(Dataset entries)
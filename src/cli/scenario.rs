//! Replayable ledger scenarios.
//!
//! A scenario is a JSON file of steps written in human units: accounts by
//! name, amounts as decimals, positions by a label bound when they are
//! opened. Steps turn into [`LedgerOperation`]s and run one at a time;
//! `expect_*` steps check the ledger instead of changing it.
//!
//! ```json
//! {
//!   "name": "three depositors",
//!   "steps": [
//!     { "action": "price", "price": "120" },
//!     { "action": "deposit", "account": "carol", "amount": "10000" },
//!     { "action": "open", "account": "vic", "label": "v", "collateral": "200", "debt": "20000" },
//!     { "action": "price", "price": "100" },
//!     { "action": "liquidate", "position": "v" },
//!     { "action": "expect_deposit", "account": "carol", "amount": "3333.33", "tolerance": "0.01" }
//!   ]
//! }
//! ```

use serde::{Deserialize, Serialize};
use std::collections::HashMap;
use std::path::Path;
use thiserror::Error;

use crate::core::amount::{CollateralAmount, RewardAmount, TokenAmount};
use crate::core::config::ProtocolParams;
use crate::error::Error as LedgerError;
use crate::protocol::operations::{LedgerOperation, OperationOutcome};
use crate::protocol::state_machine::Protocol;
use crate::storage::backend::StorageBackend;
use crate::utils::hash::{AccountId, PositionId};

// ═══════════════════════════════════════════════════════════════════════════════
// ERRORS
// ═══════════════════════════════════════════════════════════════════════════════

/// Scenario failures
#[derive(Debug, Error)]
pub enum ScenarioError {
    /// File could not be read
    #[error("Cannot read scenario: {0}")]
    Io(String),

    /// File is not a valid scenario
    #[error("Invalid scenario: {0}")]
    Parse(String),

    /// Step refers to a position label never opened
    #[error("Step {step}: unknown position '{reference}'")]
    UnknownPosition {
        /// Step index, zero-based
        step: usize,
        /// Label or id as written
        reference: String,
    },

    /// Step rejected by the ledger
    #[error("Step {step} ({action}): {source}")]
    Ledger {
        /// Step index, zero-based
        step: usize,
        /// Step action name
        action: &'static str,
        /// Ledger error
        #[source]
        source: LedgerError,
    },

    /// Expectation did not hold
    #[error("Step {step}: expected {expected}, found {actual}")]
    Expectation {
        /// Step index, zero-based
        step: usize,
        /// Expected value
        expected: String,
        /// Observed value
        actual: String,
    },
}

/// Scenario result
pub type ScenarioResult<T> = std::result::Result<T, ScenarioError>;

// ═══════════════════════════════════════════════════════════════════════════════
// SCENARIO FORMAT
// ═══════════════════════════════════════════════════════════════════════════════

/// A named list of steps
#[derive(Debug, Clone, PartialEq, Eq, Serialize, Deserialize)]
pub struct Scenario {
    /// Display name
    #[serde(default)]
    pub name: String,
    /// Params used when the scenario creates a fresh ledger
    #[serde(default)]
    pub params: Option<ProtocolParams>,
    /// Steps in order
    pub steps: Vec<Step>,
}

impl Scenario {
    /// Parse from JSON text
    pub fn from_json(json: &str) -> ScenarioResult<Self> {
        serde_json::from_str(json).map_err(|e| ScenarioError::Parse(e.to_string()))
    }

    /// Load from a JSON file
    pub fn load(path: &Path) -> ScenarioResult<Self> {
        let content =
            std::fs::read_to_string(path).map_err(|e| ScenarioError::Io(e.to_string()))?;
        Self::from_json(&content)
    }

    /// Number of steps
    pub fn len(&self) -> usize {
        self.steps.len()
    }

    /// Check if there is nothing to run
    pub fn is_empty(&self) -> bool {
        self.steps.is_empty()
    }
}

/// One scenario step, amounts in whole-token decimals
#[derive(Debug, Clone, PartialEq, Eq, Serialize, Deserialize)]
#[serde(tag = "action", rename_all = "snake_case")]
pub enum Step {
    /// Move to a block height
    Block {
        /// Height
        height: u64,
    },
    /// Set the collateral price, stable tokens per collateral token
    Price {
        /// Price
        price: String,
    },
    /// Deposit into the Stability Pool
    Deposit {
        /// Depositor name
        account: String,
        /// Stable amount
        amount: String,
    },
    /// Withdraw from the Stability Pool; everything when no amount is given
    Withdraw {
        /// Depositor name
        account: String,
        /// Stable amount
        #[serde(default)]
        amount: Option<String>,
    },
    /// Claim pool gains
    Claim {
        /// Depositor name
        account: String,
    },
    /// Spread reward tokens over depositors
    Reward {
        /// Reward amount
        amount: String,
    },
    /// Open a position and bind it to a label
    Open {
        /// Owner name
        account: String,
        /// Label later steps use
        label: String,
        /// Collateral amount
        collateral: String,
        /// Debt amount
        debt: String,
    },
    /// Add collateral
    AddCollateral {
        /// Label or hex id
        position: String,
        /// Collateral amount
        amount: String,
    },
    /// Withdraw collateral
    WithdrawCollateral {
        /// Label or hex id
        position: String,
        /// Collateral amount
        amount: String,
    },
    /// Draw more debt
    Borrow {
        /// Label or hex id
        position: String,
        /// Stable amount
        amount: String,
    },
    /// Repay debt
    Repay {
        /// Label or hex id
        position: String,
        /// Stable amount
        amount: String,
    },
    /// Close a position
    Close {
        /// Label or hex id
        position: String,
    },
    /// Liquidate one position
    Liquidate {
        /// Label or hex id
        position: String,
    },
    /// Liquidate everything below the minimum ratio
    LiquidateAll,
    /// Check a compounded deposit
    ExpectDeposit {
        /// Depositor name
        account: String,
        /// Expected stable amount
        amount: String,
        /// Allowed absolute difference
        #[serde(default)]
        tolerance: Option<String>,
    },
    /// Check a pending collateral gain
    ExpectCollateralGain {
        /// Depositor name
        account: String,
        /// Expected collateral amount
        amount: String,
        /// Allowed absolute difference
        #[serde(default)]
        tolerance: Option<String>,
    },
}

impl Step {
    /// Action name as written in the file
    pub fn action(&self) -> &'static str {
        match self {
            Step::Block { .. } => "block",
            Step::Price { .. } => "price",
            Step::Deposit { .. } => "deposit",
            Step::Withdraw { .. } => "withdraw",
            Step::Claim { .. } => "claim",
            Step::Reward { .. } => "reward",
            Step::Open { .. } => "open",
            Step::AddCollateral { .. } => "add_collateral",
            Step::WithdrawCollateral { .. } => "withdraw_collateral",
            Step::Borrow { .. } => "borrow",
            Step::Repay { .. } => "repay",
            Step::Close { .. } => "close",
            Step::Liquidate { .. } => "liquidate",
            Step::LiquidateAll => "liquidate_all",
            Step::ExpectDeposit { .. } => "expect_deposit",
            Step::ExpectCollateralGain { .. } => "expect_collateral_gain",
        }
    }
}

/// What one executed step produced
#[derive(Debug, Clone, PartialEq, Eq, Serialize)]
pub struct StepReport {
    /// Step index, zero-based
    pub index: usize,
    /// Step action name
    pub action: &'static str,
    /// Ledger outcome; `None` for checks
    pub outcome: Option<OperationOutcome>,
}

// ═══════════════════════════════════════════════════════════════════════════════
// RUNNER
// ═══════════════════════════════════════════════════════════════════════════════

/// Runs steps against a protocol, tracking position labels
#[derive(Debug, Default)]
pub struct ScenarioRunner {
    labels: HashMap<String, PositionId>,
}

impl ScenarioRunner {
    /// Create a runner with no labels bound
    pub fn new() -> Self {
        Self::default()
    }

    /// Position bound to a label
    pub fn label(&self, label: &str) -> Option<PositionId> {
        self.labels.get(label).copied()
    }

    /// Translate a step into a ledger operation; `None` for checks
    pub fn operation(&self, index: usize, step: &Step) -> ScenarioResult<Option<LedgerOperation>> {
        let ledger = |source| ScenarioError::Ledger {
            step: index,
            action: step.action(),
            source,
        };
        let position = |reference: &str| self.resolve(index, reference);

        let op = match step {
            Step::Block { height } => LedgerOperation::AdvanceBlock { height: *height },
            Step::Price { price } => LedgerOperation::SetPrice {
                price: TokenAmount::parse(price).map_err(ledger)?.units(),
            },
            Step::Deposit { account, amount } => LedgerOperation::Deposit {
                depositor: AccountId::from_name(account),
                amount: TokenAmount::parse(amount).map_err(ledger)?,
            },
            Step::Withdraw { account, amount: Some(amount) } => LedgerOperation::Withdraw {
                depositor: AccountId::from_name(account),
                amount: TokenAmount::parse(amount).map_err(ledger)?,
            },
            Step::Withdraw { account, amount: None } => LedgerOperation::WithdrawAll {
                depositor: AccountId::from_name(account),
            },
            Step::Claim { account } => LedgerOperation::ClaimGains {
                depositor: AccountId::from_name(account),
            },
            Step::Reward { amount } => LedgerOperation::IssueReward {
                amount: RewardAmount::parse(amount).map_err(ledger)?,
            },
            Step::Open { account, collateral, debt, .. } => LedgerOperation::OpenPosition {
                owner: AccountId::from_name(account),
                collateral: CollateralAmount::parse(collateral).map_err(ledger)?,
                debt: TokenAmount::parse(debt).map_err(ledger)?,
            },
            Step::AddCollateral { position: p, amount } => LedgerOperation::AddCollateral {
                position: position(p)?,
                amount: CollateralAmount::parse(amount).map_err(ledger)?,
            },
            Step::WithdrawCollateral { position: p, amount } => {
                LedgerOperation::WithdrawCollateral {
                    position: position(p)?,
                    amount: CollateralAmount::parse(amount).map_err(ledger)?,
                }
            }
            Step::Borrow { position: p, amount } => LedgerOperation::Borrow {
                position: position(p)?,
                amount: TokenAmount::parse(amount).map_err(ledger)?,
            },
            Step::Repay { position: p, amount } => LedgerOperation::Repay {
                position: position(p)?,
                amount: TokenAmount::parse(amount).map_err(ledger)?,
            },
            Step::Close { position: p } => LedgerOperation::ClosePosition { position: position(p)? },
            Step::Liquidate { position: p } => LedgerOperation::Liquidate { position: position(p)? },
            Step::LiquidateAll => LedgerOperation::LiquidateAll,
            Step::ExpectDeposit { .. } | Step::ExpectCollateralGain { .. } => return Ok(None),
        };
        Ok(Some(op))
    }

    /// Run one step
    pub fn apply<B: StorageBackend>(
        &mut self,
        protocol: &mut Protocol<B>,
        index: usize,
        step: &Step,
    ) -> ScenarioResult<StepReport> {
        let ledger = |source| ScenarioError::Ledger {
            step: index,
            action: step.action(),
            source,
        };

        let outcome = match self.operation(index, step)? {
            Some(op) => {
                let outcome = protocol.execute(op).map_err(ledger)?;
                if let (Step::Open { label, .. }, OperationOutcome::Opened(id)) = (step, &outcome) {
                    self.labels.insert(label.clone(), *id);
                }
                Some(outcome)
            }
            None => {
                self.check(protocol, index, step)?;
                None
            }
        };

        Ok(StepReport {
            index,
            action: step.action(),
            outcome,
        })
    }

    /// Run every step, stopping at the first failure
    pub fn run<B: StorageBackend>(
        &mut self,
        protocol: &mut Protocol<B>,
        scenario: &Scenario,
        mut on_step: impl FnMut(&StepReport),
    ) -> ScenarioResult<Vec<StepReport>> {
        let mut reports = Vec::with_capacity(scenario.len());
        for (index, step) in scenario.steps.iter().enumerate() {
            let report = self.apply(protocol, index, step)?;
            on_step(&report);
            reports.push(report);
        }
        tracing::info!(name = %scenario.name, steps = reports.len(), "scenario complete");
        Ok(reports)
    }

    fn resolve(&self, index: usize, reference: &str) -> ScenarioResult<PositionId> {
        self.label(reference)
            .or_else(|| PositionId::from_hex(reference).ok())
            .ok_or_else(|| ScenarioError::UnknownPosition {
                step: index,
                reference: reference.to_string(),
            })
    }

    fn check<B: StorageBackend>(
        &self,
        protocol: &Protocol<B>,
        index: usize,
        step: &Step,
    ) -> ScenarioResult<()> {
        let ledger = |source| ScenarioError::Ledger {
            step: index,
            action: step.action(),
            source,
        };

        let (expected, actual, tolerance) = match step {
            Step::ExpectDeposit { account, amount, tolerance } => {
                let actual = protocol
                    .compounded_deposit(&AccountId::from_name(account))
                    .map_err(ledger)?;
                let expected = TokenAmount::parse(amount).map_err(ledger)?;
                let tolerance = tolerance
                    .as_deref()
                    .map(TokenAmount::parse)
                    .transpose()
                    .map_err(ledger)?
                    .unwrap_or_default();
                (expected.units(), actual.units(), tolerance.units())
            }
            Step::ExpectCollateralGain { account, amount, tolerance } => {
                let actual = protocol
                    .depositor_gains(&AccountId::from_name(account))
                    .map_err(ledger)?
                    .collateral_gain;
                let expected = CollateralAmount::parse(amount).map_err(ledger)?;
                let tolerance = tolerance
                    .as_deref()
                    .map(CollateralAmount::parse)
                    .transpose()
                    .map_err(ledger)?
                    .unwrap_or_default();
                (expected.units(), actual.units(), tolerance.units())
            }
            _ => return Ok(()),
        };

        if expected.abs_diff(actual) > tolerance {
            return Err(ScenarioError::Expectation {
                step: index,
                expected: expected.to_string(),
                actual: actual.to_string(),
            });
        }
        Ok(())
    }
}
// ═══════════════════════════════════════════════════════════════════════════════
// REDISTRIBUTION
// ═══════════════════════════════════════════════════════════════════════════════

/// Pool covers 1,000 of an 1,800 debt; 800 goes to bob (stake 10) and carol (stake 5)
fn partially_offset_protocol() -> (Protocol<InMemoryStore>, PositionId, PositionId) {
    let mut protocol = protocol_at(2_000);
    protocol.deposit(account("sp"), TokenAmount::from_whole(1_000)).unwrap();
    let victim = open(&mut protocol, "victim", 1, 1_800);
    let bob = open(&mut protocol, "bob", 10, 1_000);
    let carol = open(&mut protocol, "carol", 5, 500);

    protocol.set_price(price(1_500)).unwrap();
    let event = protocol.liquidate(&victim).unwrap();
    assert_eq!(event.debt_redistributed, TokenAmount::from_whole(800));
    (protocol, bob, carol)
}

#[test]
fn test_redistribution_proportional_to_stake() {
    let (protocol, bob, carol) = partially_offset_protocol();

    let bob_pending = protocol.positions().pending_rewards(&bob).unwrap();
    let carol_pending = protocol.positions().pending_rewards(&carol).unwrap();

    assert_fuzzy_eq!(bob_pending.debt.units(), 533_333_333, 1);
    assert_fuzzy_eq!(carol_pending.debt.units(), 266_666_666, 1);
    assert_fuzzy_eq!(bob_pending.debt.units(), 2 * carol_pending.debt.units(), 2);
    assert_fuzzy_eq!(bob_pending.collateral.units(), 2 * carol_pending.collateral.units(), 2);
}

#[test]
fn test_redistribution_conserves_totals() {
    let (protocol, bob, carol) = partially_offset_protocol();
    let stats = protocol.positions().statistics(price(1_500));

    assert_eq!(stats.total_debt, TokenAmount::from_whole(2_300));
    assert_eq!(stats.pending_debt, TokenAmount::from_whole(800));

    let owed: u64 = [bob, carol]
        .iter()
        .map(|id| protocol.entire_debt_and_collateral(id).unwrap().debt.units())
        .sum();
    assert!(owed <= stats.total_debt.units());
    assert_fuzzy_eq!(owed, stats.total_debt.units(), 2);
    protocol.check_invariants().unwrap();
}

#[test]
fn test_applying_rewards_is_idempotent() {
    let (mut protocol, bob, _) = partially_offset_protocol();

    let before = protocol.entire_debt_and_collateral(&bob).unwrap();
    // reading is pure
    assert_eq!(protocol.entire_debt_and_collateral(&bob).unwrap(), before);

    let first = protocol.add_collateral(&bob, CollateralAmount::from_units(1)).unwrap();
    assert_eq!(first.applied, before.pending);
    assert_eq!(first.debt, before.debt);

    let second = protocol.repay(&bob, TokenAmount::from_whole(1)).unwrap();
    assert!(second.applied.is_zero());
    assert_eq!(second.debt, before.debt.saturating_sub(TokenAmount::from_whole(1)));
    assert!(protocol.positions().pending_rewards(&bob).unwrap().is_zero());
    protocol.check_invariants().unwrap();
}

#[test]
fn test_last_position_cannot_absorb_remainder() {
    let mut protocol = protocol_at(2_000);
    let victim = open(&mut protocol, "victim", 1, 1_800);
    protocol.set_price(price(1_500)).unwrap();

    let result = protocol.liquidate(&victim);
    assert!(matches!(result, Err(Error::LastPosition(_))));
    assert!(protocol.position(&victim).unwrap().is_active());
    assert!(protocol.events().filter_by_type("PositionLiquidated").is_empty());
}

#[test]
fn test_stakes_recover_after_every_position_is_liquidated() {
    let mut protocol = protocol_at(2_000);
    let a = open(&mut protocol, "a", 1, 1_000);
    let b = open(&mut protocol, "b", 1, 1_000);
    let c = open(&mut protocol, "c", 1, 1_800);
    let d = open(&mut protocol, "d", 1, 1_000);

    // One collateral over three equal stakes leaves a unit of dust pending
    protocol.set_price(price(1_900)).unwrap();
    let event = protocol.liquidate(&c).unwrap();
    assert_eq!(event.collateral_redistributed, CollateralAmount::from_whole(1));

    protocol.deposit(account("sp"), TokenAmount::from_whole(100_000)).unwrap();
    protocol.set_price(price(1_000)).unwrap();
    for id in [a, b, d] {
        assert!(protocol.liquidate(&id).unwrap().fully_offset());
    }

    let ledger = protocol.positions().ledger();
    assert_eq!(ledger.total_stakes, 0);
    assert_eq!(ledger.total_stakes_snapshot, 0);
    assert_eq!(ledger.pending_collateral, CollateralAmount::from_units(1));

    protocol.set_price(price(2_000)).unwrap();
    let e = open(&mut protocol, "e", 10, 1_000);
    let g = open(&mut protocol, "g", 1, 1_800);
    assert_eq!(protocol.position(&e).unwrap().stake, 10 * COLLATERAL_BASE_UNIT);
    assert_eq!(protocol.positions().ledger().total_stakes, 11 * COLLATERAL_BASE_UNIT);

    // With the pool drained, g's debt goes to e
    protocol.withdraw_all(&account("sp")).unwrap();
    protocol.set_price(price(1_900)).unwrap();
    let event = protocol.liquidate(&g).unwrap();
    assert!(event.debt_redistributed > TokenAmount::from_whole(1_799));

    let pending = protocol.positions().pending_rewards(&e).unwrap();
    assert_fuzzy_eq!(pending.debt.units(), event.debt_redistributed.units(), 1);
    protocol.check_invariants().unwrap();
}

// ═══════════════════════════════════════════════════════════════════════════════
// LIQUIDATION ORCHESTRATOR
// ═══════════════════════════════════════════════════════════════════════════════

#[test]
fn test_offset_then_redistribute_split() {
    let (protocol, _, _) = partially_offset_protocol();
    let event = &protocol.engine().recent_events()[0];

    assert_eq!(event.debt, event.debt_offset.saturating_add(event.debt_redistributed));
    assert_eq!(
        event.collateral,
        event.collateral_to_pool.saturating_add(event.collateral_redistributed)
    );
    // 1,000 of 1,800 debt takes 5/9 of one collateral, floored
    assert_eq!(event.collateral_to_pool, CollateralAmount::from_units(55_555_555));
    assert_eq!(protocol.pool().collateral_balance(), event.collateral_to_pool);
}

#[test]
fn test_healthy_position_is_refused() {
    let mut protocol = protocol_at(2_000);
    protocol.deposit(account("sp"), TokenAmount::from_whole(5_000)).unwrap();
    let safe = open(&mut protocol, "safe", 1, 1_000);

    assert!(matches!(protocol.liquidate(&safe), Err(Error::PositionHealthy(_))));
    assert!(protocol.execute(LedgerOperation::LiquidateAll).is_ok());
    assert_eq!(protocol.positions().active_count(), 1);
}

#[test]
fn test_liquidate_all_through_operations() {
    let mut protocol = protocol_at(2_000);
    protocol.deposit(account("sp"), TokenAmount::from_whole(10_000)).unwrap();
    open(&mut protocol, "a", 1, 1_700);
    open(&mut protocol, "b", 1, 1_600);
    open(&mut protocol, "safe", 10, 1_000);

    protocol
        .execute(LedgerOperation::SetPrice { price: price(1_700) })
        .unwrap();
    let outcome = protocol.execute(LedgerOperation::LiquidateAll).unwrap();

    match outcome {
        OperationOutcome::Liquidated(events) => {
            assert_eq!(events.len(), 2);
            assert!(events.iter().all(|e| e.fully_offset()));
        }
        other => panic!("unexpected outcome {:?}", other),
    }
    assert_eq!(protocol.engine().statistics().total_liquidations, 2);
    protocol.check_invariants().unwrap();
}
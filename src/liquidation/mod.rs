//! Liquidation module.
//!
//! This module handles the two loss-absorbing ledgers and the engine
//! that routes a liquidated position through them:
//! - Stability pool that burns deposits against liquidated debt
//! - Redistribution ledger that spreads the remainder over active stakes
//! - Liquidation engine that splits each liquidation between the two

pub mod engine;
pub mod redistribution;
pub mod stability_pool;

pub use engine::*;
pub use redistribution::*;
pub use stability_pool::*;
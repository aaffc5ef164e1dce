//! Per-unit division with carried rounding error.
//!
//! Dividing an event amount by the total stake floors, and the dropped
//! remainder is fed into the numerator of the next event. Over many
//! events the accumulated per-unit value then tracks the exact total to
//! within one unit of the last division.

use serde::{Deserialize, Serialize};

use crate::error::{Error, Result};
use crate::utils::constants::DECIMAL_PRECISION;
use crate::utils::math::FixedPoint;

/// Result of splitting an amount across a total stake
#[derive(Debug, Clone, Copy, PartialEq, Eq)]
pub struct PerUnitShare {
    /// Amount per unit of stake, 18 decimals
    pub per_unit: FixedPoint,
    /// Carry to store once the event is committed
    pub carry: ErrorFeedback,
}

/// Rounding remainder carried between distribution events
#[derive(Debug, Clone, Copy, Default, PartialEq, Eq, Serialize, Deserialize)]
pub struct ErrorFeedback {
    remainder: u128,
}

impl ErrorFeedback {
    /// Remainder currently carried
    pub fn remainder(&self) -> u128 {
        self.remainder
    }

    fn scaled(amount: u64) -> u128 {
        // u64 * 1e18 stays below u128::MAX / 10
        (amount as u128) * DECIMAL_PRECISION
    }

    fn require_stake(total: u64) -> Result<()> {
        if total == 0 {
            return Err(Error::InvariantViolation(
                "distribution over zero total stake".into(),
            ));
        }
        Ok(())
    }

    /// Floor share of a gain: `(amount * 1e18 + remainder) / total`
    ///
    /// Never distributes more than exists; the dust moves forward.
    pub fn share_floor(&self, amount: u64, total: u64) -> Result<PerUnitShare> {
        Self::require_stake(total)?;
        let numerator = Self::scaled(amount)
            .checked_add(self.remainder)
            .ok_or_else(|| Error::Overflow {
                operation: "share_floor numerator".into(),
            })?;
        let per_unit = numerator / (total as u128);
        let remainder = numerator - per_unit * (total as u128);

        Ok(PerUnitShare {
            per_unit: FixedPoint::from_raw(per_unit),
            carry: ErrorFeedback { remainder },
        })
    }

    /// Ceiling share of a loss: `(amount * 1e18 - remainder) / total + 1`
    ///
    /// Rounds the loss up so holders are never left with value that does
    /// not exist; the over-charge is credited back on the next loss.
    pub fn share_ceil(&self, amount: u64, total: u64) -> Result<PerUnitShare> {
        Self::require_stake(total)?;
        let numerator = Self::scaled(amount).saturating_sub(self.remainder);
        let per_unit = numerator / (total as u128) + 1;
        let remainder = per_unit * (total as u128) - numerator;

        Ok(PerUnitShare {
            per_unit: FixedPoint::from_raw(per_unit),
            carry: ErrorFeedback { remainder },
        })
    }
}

Task item
The first line of the entries above and every line after it, up to and including the line with "not be read", should be set down exactly.

Solution below
filename src/cli/scenario.rs
//! Replayable ledger scenarios.
//!
//! A scenario is a JSON file of steps written in human units: accounts by
//! name, amounts as decimals, positions by a label bound when they are
//! opened. Steps turn into [`LedgerOperation`]s and run one at a time;
//! `expect_*` steps check the ledger instead of changing it.
//!
//! ```json
//! {
//!   "name": "three depositors",
//!   "steps": [
//!     { "action": "price", "price": "120" },
//!     { "action": "deposit", "account": "carol", "amount": "10000" },
//!     { "action": "open", "account": "vic", "label": "v", "collateral": "200", "debt": "20000" },
//!     { "action": "price", "price": "100" },
//!     { "action": "liquidate", "position": "v" },
//!     { "action": "expect_deposit", "account": "carol", "amount": "3333.33", "tolerance": "0.01" }
//!   ]
//! }
//! ```

use serde::{Deserialize, Serialize};
use std::collections::HashMap;
use std::path::Path;
use thiserror::Error;

use crate::core::amount::{CollateralAmount, RewardAmount, TokenAmount};
use crate::core::config::ProtocolParams;
use crate::error::Error as LedgerError;
use crate::protocol::operations::{LedgerOperation, OperationOutcome};
use crate::protocol::state_machine::Protocol;
use crate::storage::backend::StorageBackend;
use crate::utils::hash::{AccountId, PositionId};

// ═══════════════════════════════════════════════════════════════════════════════
// ERRORS
// ═══════════════════════════════════════════════════════════════════════════════

/// Scenario failures
#[derive(Debug, Error)]
pub enum ScenarioError {
    /// File could not be read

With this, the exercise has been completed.